● Directions for this task
Start to finish, reproduce the records below with nothing missing.

● Entries shown
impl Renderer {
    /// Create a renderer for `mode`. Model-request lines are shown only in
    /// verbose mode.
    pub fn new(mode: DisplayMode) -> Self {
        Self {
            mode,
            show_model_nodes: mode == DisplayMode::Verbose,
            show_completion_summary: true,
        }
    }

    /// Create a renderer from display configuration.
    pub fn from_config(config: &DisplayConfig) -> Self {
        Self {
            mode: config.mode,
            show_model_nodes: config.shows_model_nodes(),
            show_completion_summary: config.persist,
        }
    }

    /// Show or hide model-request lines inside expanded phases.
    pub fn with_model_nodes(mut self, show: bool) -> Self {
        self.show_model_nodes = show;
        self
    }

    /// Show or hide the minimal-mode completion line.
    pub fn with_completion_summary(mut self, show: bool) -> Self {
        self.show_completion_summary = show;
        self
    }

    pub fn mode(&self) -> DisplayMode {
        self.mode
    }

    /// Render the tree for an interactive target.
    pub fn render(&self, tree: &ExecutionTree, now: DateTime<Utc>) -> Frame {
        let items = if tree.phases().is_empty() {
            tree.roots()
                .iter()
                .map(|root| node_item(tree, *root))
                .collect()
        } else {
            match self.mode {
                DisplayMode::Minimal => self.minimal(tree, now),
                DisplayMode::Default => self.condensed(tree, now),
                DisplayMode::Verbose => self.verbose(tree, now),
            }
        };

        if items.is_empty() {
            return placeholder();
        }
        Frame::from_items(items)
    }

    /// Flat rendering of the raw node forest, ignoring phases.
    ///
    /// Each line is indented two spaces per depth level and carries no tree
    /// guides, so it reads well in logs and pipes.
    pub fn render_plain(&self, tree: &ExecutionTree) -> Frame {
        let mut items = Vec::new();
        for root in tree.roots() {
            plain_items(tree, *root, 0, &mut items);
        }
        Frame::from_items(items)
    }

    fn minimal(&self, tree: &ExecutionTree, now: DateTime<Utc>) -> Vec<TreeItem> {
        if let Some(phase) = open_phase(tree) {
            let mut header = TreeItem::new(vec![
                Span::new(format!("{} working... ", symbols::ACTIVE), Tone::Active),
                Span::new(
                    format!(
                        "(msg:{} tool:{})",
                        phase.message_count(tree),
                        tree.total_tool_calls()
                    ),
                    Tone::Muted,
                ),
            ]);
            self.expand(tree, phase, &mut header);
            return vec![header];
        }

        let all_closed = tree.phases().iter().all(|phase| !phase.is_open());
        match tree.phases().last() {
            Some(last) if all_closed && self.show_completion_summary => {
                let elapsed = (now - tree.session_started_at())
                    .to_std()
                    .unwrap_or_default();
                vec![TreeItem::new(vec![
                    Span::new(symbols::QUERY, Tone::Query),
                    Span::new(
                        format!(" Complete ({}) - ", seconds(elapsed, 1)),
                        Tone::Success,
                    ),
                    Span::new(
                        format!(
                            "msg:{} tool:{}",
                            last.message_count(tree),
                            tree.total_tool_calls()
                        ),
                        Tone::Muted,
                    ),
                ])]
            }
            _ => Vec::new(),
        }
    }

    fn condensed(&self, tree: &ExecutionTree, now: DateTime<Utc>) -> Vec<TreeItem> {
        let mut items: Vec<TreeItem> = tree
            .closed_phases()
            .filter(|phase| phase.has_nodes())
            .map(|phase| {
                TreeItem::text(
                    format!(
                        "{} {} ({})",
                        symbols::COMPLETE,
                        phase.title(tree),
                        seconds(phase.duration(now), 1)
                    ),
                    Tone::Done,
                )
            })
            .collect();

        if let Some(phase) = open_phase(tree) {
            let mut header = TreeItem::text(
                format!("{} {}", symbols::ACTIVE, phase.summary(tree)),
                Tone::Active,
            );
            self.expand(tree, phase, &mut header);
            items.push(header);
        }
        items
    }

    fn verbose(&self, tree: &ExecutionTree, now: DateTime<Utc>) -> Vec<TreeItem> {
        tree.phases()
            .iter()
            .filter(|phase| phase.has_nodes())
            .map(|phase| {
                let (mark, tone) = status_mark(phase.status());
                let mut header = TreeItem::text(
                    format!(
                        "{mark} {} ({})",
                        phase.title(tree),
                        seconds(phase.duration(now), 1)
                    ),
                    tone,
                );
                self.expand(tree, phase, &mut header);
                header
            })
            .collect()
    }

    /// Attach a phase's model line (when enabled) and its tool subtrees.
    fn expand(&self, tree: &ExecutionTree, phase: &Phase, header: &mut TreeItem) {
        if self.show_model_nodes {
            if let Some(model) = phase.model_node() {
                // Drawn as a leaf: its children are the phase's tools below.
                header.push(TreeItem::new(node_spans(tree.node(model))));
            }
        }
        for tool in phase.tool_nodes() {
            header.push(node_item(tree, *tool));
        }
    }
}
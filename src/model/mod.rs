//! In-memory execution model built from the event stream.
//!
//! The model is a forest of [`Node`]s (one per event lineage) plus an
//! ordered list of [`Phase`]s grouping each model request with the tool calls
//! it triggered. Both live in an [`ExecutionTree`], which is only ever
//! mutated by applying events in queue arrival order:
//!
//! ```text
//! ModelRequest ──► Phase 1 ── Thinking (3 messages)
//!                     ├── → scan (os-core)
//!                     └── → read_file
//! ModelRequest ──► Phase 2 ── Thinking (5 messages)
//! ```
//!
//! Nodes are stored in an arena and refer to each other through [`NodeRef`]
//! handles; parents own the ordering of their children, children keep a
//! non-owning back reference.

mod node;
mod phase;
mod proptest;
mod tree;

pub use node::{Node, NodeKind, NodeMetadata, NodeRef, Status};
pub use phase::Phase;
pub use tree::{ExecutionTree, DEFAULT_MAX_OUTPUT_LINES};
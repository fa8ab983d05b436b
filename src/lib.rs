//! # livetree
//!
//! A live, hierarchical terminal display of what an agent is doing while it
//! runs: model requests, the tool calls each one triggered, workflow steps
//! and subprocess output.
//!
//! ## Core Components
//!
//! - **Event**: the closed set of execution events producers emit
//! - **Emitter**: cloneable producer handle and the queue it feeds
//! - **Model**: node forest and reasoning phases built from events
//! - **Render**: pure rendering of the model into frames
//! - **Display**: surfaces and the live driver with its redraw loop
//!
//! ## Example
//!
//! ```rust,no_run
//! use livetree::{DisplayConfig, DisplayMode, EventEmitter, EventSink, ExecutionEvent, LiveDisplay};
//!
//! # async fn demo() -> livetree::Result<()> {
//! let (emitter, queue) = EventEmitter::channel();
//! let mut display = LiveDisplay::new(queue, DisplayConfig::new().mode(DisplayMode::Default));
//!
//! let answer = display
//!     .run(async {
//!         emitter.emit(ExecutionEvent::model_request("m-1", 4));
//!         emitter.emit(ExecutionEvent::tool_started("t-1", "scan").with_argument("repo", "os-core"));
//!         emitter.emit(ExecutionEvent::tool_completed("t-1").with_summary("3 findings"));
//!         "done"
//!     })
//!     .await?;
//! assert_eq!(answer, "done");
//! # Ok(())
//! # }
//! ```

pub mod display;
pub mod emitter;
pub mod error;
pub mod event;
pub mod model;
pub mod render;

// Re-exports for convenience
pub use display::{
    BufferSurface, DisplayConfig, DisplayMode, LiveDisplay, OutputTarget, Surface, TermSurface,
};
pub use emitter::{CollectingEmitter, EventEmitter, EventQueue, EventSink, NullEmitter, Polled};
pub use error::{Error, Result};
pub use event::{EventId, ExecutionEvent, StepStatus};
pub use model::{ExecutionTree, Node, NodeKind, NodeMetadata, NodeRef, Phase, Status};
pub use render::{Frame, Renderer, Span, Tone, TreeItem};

● Written response
impl Renderer {
    /// Create a renderer for `mode`. Model-request lines are shown only in
    /// verbose mode.
    pub fn new(mode: DisplayMode) -> Self {
        Self {
            mode,
            show_model_nodes: mode == DisplayMode::Verbose,
            show_completion_summary: true,
        }
    }

    /// Create a renderer from display configuration.
    pub fn from_config(config: &DisplayConfig) -> Self {
        Self {
            mode: config.mode,
            show_model_nodes: config.shows_model_nodes(),
            show_completion_summary: config.persist,
        }
    }

    /// Show or hide model-request lines inside expanded phases.
    pub fn with_model_nodes(mut self, show: bool) -> Self {
        self.show_model_nodes = show;
        self
    }

    /// Show or hide the minimal-mode completion line.
    pub fn with_completion_summary(mut self, show: bool) -> Self {
        self.show_completion_summary = show;
        self
    }

    pub fn mode(&self) -> DisplayMode {
        self.mode
    }

    /// Render the tree for an interactive target.
    pub fn render(&self, tree: &ExecutionTree, now: DateTime<Utc>) -> Frame {
        let items = if tree.phases().is_empty() {
            tree.roots()
                .iter()
                .map(|root| node_item(tree, *root))
                .collect()
        } else {
            match self.mode {
                DisplayMode::Minimal => self.minimal(tree, now),
                DisplayMode::Default => self.condensed(tree, now),
                DisplayMode::Verbose => self.verbose(tree, now),
            }
        };

        if items.is_empty() {
            return placeholder();
        }
        Frame::from_items(items)
    }

    /// Flat rendering of the raw node forest, ignoring phases.
    ///
    /// Each line is indented two spaces per depth level and carries no tree
    /// guides, so it reads well in logs and pipes.
    pub fn render_plain(&self, tree: &ExecutionTree) -> Frame {
        let mut items = Vec::new();
        for root in tree.roots() {
            plain_items(tree, *root, 0, &mut items);
        }
        Frame::from_items(items)
    }

    fn minimal(&self, tree: &ExecutionTree, now: DateTime<Utc>) -> Vec<TreeItem> {
        if let Some(phase) = open_phase(tree) {
            let mut header = TreeItem::new(vec![
                Span::new(format!("{} working... ", symbols::ACTIVE), Tone::Active),
                Span::new(
                    format!(
                        "(msg:{} tool:{})",
                        phase.message_count(tree),
                        tree.total_tool_calls()
                    ),
                    Tone::Muted,
                ),
            ]);
            self.expand(tree, phase, &mut header);
            return vec![header];
        }

        let all_closed = tree.phases().iter().all(|phase| !phase.is_open());
        match tree.phases().last() {
            Some(last) if all_closed && self.show_completion_summary => {
                let elapsed = (now - tree.session_started_at())
                    .to_std()
                    .unwrap_or_default();
                vec![TreeItem::new(vec![
                    Span::new(symbols::QUERY, Tone::Query),
                    Span::new(
                        format!(" Complete ({}) - ", seconds(elapsed, 1)),
                        Tone::Success,
                    ),
                    Span::new(
                        format!(
                            "msg:{} tool:{}",
                            last.message_count(tree),
                            tree.total_tool_calls()
                        ),
                        Tone::Muted,
                    ),
                ])]
            }
            _ => Vec::new(),
        }
    }

    fn condensed(&self, tree: &ExecutionTree, now: DateTime<Utc>) -> Vec<TreeItem> {
        let mut items: Vec<TreeItem> = tree
            .closed_phases()
            .filter(|phase| phase.has_nodes())
            .map(|phase| {
                TreeItem::text(
                    format!(
                        "{} {} ({})",
                        symbols::COMPLETE,
                        phase.title(tree),
                        seconds(phase.duration(now), 1)
                    ),
                    Tone::Done,
                )
            })
            .collect();

        if let Some(phase) = open_phase(tree) {
            let mut header = TreeItem::text(
                format!("{} {}", symbols::ACTIVE, phase.summary(tree)),
                Tone::Active,
            );
            self.expand(tree, phase, &mut header);
            items.push(header);
        }
        items
    }

    fn verbose(&self, tree: &ExecutionTree, now: DateTime<Utc>) -> Vec<TreeItem> {
        tree.phases()
            .iter()
            .filter(|phase| phase.has_nodes())
            .map(|phase| {
                let (mark, tone) = status_mark(phase.status());
                let mut header = TreeItem::text(
                    format!(
                        "{mark} {} ({})",
                        phase.title(tree),
                        seconds(phase.duration(now), 1)
                    ),
                    tone,
                );
                self.expand(tree, phase, &mut header);
                header
            })
            .collect()
    }

    /// Attach a phase's model line (when enabled) and its tool subtrees.
    fn expand(&self, tree: &ExecutionTree, phase: &Phase, header: &mut TreeItem) {
        if self.show_model_nodes {
            if let Some(model) = phase.model_node() {
                // Drawn as a leaf: its children are the phase's tools below.
                header.push(TreeItem::new(node_spans(tree.node(model))));
            }
        }
        for tool in phase.tool_nodes() {
            header.push(node_item(tree, *tool));
        }
    }
}
filename src/model/mod.rs
//! In-memory execution model built from the event stream.
//!
//! The model is a forest of [`Node`]s (one per event lineage) plus an
//! ordered list of [`Phase`]s grouping each model request with the tool calls
//! it triggered. Both live in an [`ExecutionTree`], which is only ever
//! mutated by applying events in queue arrival order:
//!
//! ```text
//! ModelRequest ──► Phase 1 ── Thinking (3 messages)
//!                     ├── → scan (os-core)
//!                     └── → read_file
//! ModelRequest ──► Phase 2 ── Thinking (5 messages)
//! ```
//!
//! Nodes are stored in an arena and refer to each other through [`NodeRef`]
//! handles; parents own the ordering of their children, children keep a
//! non-owning back reference.

mod node;
mod phase;
mod proptest;
mod tree;

pub use node::{Node, NodeKind, NodeMetadata, NodeRef, Status};
pub use phase::Phase;
pub use tree::{ExecutionTree, DEFAULT_MAX_OUTPUT_LINES};
repository fa8ab983d05b436b
filename src/lib.rs
//! # livetree
//!
//! A live, hierarchical terminal display of what an agent is doing while it
//! runs: model requests, the tool calls each one triggered, workflow steps
//! and subprocess output.
//!
//! ## Core Components
//!
//! - **Event**: the closed set of execution events producers emit
//! - **Emitter**: cloneable producer handle and the queue it feeds
//! - **Model**: node forest and reasoning phases built from events
//! - **Render**: pure rendering of the model into frames
//! - **Display**: surfaces and the live driver with its redraw loop
//!
//! ## Example
//!
//! ```rust,no_run
//! use livetree::{DisplayConfig, DisplayMode, EventEmitter, EventSink, ExecutionEvent, LiveDisplay};
//!
//! # async fn demo() -> livetree::Result<()> {
//! let (emitter, queue) = EventEmitter::channel();
//! let mut display = LiveDisplay::new(queue, DisplayConfig::new().mode(DisplayMode::Default));
//!
//! let answer = display
//!     .run(async {
//!         emitter.emit(ExecutionEvent::model_request("m-1", 4));
//!         emitter.emit(ExecutionEvent::tool_started("t-1", "scan").with_argument("repo", "os-core"));
//!         emitter.emit(ExecutionEvent::tool_completed("t-1").with_summary("3 findings"));
//!         "done"
//!     })
//!     .await?;
//! assert_eq!(answer, "done");
//! # Ok(())
//! # }
//! ```

pub mod display;
pub mod emitter;
pub mod error;
pub mod event;
pub mod model;
pub mod render;

// Re-exports for convenience
pub use display::{
    BufferSurface, DisplayConfig, DisplayMode, LiveDisplay, OutputTarget, Surface, TermSurface,
};
pub use emitter::{CollectingEmitter, EventEmitter, EventQueue, EventSink, NullEmitter, Polled};
pub use error::{Error, Result};
pub use event::{EventId, ExecutionEvent, StepStatus};
pub use model::{ExecutionTree, Node, NodeKind, NodeMetadata, NodeRef, Phase, Status};
pub use render::{Frame, Renderer, Span, Tone, TreeItem};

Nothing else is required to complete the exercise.